A background script runs periodically to launch scans on the IP address. The default time for run is 1200 seconds.
Complete the following steps to create a rule in your Tenable application for IBM QRadar SIEM .
To create a rule:
On the IBM QRadar SIEM console, click the button.
The Menu options appear.
The Offenses menu appears.
In the Offenses menu, click Rules.
The Rules page appears.
In the Rules menu, click Actions.
A drop-down box appears.
Select one of the New Rule options.
The Rule Wizard window appears.
Note: If you experience difficulties with user interface elements, problems may exist with your browser. Try again from a different browser.

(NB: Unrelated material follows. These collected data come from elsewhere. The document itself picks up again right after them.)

//! Products stored as parallel columns, one per component.

use std::any::Any;
use std::io;

use byteorder::{ReadBytesExt, WriteBytesExt};

use crate::column::{Column, Repr};
use crate::error::{Error, Result};
use crate::layout::{ColumnBuilder, Layout, Value};

const PRODUCT_TAG: u8 = 1;

pub(crate) struct Pairs<A, B, T> {
    pub(crate) left: Column<A>,
    pub(crate) right: Column<B>,
    pack: fn(A, B) -> T,
}

impl<A: 'static, B: 'static, T: 'static> Repr<T> for Pairs<A, B, T> {
    fn len(&self) -> usize {
        self.left.len()
    }

    #[inline]
    fn get(&self, index: usize) -> T {
        (self.pack)(self.left.get(index), self.right.get(index))
    }

    fn heap_size(&self) -> (usize, usize) {
        let (lu, lc) = self.left.heap_size();
        let (ru, rc) = self.right.heap_size();
        (lu + ru, lc + rc)
    }

    fn as_any(&self) -> &dyn Any {
        self
    }
}

/// A product of two layouts, packed and unpacked by a pure function pair.
pub struct ZipLayout<A, B, T, LA, LB> {
    left: LA,
    right: LB,
    pack: fn(A, B) -> T,
    unpack: fn(T) -> (A, B),
}

impl<A, B, T, LA, LB> ZipLayout<A, B, T, LA, LB> {
    pub fn new(left: LA, right: LB, pack: fn(A, B) -> T, unpack: fn(T) -> (A, B)) -> Self {
        ZipLayout { left, right, pack, unpack }
    }
}

impl<A, B, T, LA: Clone, LB: Clone> Clone for ZipLayout<A, B, T, LA, LB> {
    fn clone(&self) -> Self {
        ZipLayout {
            left: self.left.clone(),
            right: self.right.clone(),
            pack: self.pack,
            unpack: self.unpack,
        }
    }
}

pub struct ZipBuilder<A, B, T, BA, BB> {
    left: BA,
    right: BB,
    pack: fn(A, B) -> T,
    unpack: fn(T) -> (A, B),
}

impl<A, B, T, BA, BB> ColumnBuilder<T> for ZipBuilder<A, B, T, BA, BB>
where
    A: 'static,
    B: 'static,
    T: 'static,
    BA: ColumnBuilder<A>,
    BB: ColumnBuilder<B>,
{
    #[inline]
    fn push(&mut self, value: T) {
        let (left, right) = (self.unpack)(value);
        self.left.push(left);
        self.right.push(right);
    }

    fn clear(&mut self) {
        self.left.clear();
        self.right.clear();
    }

    fn finish(&mut self) -> Column<T> {
        Column::new(Pairs {
            left: self.left.finish(),
            right: self.right.finish(),
            pack: self.pack,
        })
    }
}

impl<A, B, T, LA, LB> Layout<T> for ZipLayout<A, B, T, LA, LB>
where
    A: 'static,
    B: 'static,
    T: 'static,
    LA: Layout<A>,
    LB: Layout<B>,
{
    type Builder = ZipBuilder<A, B, T, LA::Builder, LB::Builder>;

    fn new_builder(&self) -> Self::Builder {
        ZipBuilder {
            left: self.left.new_builder(),
            right: self.right.new_builder(),
            pack: self.pack,
            unpack: self.unpack,
        }
    }

    fn is_safe_to_cast(&self, column: &Column<T>) -> bool {
        match column.downcast_ref::<Pairs<A, B, T>>() {
            Some(pairs) => {
                self.left.is_safe_to_cast(&pairs.left) && self.right.is_safe_to_cast(&pairs.right)
            }
            None => false,
        }
    }

    fn write<W: io::Write>(&self, column: &Column<T>, sink: &mut W) -> Result<()> {
        let rebuilt;
        let column = if self.is_safe_to_cast(column) {
            column
        } else {
            rebuilt = self.rebuild(column);
            &rebuilt
        };
        let pairs = column.downcast_ref::<Pairs<A, B, T>>().expect("product column after rebuild");
        sink.write_u8(PRODUCT_TAG)?;
        self.left.write(&pairs.left, sink)?;
        self.right.write(&pairs.right, sink)
    }

    fn read<R: io::Read>(&self, source: &mut R) -> Result<Column<T>> {
        match source.read_u8()? {
            PRODUCT_TAG => {
                let left = self.left.read(source)?;
                let right = self.right.read(source)?;
                Ok(Column::new(Pairs { left, right, pack: self.pack }))
            }
            tag => Err(Error::UnknownTag(tag)),
        }
    }
}

pub(crate) struct Triples<A, B, C, T> {
    pub(crate) first: Column<A>,
    pub(crate) second: Column<B>,
    pub(crate) third: Column<C>,
    pack: fn(A, B, C) -> T,
}

impl<A: 'static, B: 'static, C: 'static, T: 'static> Repr<T> for Triples<A, B, C, T> {
    fn len(&self) -> usize {
        self.first.len()
    }

    #[inline]
    fn get(&self, index: usize) -> T {
        (self.pack)(self.first.get(index), self.second.get(index), self.third.get(index))
    }

    fn heap_size(&self) -> (usize, usize) {
        let (au, ac) = self.first.heap_size();
        let (bu, bc) = self.second.heap_size();
        let (cu, cc) = self.third.heap_size();
        (au + bu + cu, ac + bc + cc)
    }

    fn as_any(&self) -> &dyn Any {
        self
    }
}

/// A ternary product; the same scheme as [`ZipLayout`] with three legs.
pub struct Zip3Layout<A, B, C, T, LA, LB, LC> {
    first: LA,
    second: LB,
    third: LC,
    pack: fn(A, B, C) -> T,
    unpack: fn(T) -> (A, B, C),
}

impl<A, B, C, T, LA, LB, LC> Zip3Layout<A, B, C, T, LA, LB, LC> {
    pub fn new(
        first: LA,
        second: LB,
        third: LC,
        pack: fn(A, B, C) -> T,
        unpack: fn(T) -> (A, B, C),
    ) -> Self {
        Zip3Layout { first, second, third, pack, unpack }
    }
}

impl<A, B, C, T, LA: Clone, LB: Clone, LC: Clone> Clone for Zip3Layout<A, B, C, T, LA, LB, LC> {
    fn clone(&self) -> Self {
        Zip3Layout {
            first: self.first.clone(),
            second: self.second.clone(),
            third: self.third.clone(),
            pack: self.pack,
            unpack: self.unpack,
        }
    }
}

pub struct Zip3Builder<A, B, C, T, BA, BB, BC> {
    first: BA,
    second: BB,
    third: BC,
    pack: fn(A, B, C) -> T,
    unpack: fn(T) -> (A, B, C),
}

impl<A, B, C, T, BA, BB, BC> ColumnBuilder<T> for Zip3Builder<A, B, C, T, BA, BB, BC>
where
    A: 'static,
    B: 'static,
    C: 'static,
    T: 'static,
    BA: ColumnBuilder<A>,
    BB: ColumnBuilder<B>,
    BC: ColumnBuilder<C>,
{
    #[inline]
    fn push(&mut self, value: T) {
        let (first, second, third) = (self.unpack)(value);
        self.first.push(first);
        self.second.push(second);
        self.third.push(third);
    }

    fn clear(&mut self) {
        self.first.clear();
        self.second.clear();
        self.third.clear();
    }

    fn finish(&mut self) -> Column<T> {
        Column::new(Triples {
            first: self.first.finish(),
            second: self.second.finish(),
            third: self.third.finish(),
            pack: self.pack,
        })
    }
}

impl<A, B, C, T, LA, LB, LC> Layout<T> for Zip3Layout<A, B, C, T, LA, LB, LC>
where
    A: 'static,
    B: 'static,
    C: 'static,
    T: 'static,
    LA: Layout<A>,
    LB: Layout<B>,
    LC: Layout<C>,
{
    type Builder = Zip3Builder<A, B, C, T, LA::Builder, LB::Builder, LC::Builder>;

    fn new_builder(&self) -> Self::Builder {
        Zip3Builder {
            first: self.first.new_builder(),
            second: self.second.new_builder(),
            third: self.third.new_builder(),
            pack: self.pack,
            unpack: self.unpack,
        }
    }

    fn is_safe_to_cast(&self, column: &Column<T>) -> bool {
        match column.downcast_ref::<Triples<A, B, C, T>>() {
            Some(triples) => {
                self.first.is_safe_to_cast(&triples.first)
                    && self.second.is_safe_to_cast(&triples.second)
                    && self.third.is_safe_to_cast(&triples.third)
            }
            None => false,
        }
    }

    fn write<W: io::Write>(&self, column: &Column<T>, sink: &mut W) -> Result<()> {
        let rebuilt;
        let column = if self.is_safe_to_cast(column) {
            column
        } else {
            rebuilt = self.rebuild(column);
            &rebuilt
        };
        let triples = column
            .downcast_ref::<Triples<A, B, C, T>>()
            .expect("product column after rebuild");
        sink.write_u8(PRODUCT_TAG)?;
        self.first.write(&triples.first, sink)?;
        self.second.write(&triples.second, sink)?;
        self.third.write(&triples.third, sink)
    }

    fn read<R: io::Read>(&self, source: &mut R) -> Result<Column<T>> {
        match source.read_u8()? {
            PRODUCT_TAG => {
                let first = self.first.read(source)?;
                let second = self.second.read(source)?;
                let third = self.third.read(source)?;
                Ok(Column::new(Triples { first, second, third, pack: self.pack }))
            }
            tag => Err(Error::UnknownTag(tag)),
        }
    }
}

impl<A: Value, B: Value> Value for (A, B) {
    type Layout = ZipLayout<A, B, (A, B), A::Layout, B::Layout>;

    fn layout() -> Self::Layout {
        A::layout().zip(B::layout(), |left, right| (left, right), |pair| pair)
    }
}

impl<A: Value, B: Value, C: Value> Value for (A, B, C) {
    type Layout = Zip3Layout<A, B, C, (A, B, C), A::Layout, B::Layout, C::Layout>;

    fn layout() -> Self::Layout {
        Zip3Layout::new(
            A::layout(),
            B::layout(),
            C::layout(),
            |first, second, third| (first, second, third),
            |triple| triple,
        )
    }
}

Select the source where the rules are generated.
The Rule Wizard: Rule Response window appears.
Rule Wizard: Rule Response Configuration
In the Rule Response section, click the check box for Ensure the detected event is part of an offense.
Click the check box for Add to a Reference Set.
A drop-down appears.
Add the Tenable source IP.Note:
If you want to launch a scan for source IP and destination for both Tenable.io and Tenable.sc, you must create four rules:
- Scan source IP with Tenable.io
- Scan source IP with Tenable.sc
- Scan destination IP with Tenable.io
- Scan destination IP with Tenable.sc.
- After you make your rules selections, click Finish.
Caution: Without the Ensure the detected event is part of an offense and Add to a Reference Set settings enabled, QRadar cannot create an event in the All Offenses category of the Offenses tab of the dashboard. The All Offenses category is where you can review the vulnerabilities you set the rules for.